__Try it__: Your output should be the lines of the entries below, exactly, from the first one through the line that holds "honoured when enabled.".

__Stored data__:
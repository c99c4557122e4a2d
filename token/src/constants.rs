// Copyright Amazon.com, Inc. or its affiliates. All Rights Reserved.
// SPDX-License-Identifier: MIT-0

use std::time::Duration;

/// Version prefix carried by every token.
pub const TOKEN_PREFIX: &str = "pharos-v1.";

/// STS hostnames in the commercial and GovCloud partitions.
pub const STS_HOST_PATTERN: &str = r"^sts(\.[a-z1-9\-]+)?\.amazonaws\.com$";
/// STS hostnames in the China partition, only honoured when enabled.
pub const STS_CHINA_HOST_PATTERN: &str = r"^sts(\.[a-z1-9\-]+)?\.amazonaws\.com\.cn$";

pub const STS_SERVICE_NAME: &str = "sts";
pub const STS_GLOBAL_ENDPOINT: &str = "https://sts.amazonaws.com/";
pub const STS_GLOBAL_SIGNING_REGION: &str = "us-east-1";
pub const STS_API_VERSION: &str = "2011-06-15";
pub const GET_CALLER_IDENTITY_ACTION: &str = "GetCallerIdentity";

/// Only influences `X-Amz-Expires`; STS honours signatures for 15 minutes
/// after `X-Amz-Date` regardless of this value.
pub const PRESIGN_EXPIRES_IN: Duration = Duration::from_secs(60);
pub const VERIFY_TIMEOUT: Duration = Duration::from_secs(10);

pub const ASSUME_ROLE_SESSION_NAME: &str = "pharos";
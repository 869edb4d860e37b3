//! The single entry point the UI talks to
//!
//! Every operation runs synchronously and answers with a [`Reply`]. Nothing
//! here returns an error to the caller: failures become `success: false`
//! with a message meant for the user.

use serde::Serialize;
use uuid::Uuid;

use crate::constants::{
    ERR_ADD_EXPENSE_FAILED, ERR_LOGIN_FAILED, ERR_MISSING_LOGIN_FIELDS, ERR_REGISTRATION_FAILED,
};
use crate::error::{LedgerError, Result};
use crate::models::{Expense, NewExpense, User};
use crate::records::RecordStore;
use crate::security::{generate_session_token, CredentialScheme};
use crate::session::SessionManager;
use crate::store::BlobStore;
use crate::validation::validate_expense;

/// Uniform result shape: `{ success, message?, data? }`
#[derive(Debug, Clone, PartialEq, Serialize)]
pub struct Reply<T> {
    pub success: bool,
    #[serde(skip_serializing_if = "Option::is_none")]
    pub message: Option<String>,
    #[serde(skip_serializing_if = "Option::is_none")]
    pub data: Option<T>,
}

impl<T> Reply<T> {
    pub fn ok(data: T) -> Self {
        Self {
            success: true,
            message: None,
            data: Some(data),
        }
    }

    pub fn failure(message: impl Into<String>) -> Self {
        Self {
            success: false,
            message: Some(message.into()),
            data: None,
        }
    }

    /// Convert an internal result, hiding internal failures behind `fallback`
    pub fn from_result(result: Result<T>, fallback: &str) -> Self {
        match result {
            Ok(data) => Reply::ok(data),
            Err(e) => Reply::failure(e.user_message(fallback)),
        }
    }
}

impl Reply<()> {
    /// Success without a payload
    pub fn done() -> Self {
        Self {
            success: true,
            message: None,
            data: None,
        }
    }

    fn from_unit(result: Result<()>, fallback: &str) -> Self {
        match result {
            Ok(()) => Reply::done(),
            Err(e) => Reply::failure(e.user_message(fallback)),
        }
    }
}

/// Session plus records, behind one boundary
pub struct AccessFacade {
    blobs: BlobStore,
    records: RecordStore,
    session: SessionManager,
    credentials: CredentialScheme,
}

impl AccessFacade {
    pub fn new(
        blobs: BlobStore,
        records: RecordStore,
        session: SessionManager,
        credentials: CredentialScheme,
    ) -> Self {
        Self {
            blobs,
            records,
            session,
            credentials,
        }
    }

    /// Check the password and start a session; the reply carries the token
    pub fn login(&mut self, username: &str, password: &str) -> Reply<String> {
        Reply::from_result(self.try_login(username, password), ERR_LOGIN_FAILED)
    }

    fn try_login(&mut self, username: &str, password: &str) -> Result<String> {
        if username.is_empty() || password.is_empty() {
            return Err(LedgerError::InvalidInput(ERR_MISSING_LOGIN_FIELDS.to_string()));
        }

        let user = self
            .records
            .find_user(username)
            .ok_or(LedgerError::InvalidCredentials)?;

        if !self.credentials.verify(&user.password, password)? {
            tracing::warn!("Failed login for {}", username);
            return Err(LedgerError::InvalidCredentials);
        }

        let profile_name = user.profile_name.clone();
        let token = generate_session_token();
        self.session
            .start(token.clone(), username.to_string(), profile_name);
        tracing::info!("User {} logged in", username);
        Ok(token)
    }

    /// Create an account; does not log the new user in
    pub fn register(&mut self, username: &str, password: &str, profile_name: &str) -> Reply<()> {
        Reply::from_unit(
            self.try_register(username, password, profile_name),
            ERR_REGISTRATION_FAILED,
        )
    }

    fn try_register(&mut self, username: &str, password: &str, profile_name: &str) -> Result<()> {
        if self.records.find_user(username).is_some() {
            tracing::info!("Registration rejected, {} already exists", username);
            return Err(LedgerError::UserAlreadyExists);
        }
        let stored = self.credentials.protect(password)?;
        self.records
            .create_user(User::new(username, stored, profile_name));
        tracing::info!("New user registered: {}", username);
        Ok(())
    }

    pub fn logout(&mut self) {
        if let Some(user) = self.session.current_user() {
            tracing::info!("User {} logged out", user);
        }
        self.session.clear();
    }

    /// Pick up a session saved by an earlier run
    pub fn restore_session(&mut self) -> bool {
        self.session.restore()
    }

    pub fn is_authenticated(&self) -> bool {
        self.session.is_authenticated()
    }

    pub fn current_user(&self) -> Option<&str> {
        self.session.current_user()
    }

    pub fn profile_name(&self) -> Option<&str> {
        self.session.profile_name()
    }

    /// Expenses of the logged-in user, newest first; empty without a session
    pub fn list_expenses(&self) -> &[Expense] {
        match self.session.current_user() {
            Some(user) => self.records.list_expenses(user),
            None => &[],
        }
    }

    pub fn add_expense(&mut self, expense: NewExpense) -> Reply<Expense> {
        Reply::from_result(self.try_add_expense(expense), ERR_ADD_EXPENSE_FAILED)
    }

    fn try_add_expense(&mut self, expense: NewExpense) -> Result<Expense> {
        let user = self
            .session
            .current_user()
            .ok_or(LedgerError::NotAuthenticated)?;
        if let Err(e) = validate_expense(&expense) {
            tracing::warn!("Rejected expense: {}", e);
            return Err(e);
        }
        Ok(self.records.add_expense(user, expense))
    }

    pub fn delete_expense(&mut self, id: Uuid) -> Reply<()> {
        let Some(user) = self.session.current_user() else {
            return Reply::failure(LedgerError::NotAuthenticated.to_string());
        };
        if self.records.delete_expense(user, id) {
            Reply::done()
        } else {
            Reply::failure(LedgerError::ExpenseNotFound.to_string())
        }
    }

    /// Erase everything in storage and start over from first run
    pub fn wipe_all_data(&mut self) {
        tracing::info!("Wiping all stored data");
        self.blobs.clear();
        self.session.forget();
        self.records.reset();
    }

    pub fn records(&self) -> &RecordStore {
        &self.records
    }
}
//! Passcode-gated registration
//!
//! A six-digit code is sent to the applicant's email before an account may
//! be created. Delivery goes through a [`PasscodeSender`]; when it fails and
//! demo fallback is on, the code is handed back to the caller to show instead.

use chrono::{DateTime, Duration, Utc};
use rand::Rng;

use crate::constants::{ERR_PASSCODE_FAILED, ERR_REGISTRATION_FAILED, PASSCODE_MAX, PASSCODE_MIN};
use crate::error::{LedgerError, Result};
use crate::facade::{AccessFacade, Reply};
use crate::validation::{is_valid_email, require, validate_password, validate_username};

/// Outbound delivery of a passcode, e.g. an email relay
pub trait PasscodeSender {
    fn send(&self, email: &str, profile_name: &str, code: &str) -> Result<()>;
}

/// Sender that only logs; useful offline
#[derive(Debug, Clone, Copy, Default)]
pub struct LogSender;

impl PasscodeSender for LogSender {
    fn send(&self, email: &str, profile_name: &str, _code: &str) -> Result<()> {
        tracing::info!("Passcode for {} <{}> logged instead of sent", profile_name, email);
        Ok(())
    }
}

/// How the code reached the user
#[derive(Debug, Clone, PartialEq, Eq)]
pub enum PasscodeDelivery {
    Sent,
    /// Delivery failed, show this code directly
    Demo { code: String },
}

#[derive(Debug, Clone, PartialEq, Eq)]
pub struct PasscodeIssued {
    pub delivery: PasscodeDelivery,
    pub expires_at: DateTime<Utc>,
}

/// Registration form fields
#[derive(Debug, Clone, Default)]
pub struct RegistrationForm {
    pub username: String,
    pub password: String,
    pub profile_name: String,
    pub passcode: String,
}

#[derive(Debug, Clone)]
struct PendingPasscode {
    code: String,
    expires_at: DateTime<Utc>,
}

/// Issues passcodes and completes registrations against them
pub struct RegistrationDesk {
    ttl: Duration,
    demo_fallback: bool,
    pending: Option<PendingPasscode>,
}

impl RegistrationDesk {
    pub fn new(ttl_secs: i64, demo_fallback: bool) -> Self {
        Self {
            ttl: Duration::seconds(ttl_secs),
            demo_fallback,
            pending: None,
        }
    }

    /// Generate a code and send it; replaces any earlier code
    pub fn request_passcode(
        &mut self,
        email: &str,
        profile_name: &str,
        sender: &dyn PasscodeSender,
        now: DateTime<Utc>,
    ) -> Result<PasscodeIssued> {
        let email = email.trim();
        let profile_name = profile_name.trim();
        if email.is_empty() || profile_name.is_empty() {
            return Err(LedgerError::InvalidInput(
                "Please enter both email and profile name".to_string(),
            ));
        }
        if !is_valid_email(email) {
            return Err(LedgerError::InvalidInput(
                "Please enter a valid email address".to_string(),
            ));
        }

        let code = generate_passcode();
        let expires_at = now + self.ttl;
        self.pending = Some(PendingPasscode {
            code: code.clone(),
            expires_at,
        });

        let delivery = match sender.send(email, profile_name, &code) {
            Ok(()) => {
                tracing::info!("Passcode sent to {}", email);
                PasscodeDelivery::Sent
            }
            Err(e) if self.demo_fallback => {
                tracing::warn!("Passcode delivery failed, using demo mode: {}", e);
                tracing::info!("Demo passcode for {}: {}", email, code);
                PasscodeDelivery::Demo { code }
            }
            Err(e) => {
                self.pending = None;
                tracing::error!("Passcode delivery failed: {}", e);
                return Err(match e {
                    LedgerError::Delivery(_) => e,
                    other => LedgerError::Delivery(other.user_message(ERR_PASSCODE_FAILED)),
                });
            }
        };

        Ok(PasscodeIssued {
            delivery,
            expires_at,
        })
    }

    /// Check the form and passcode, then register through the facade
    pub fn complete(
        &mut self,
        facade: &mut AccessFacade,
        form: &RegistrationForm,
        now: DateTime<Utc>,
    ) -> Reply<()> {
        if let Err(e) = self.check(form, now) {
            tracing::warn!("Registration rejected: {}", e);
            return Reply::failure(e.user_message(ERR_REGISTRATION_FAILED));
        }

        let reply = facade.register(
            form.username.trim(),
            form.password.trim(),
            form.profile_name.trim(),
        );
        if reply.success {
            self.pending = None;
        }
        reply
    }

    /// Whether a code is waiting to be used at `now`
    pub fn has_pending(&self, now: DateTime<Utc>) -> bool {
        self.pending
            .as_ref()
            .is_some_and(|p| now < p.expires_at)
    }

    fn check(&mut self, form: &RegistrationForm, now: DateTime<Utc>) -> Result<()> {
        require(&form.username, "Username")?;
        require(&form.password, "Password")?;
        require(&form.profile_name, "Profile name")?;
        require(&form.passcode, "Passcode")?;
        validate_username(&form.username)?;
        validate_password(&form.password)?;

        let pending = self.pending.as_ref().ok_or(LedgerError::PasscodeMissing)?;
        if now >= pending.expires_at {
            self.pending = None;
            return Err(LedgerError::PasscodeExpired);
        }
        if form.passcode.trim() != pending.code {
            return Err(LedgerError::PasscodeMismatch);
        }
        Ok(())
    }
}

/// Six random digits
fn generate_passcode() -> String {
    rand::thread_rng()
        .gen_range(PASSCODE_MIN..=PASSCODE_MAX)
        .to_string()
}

__Answer section__:
repository c99c4557122e4a2d
filename token/src/constants.rs
// Copyright Amazon.com, Inc. or its affiliates. All Rights Reserved.
// SPDX-License-Identifier: MIT-0

use std::time::Duration;

/// Version prefix carried by every token.
pub const TOKEN_PREFIX: &str = "pharos-v1.";

/// STS hostnames in the commercial and GovCloud partitions.
pub const STS_HOST_PATTERN: &str = r"^sts(\.[a-z1-9\-]+)?\.amazonaws\.com$";
/// STS hostnames in the China partition, only honoured when enabled.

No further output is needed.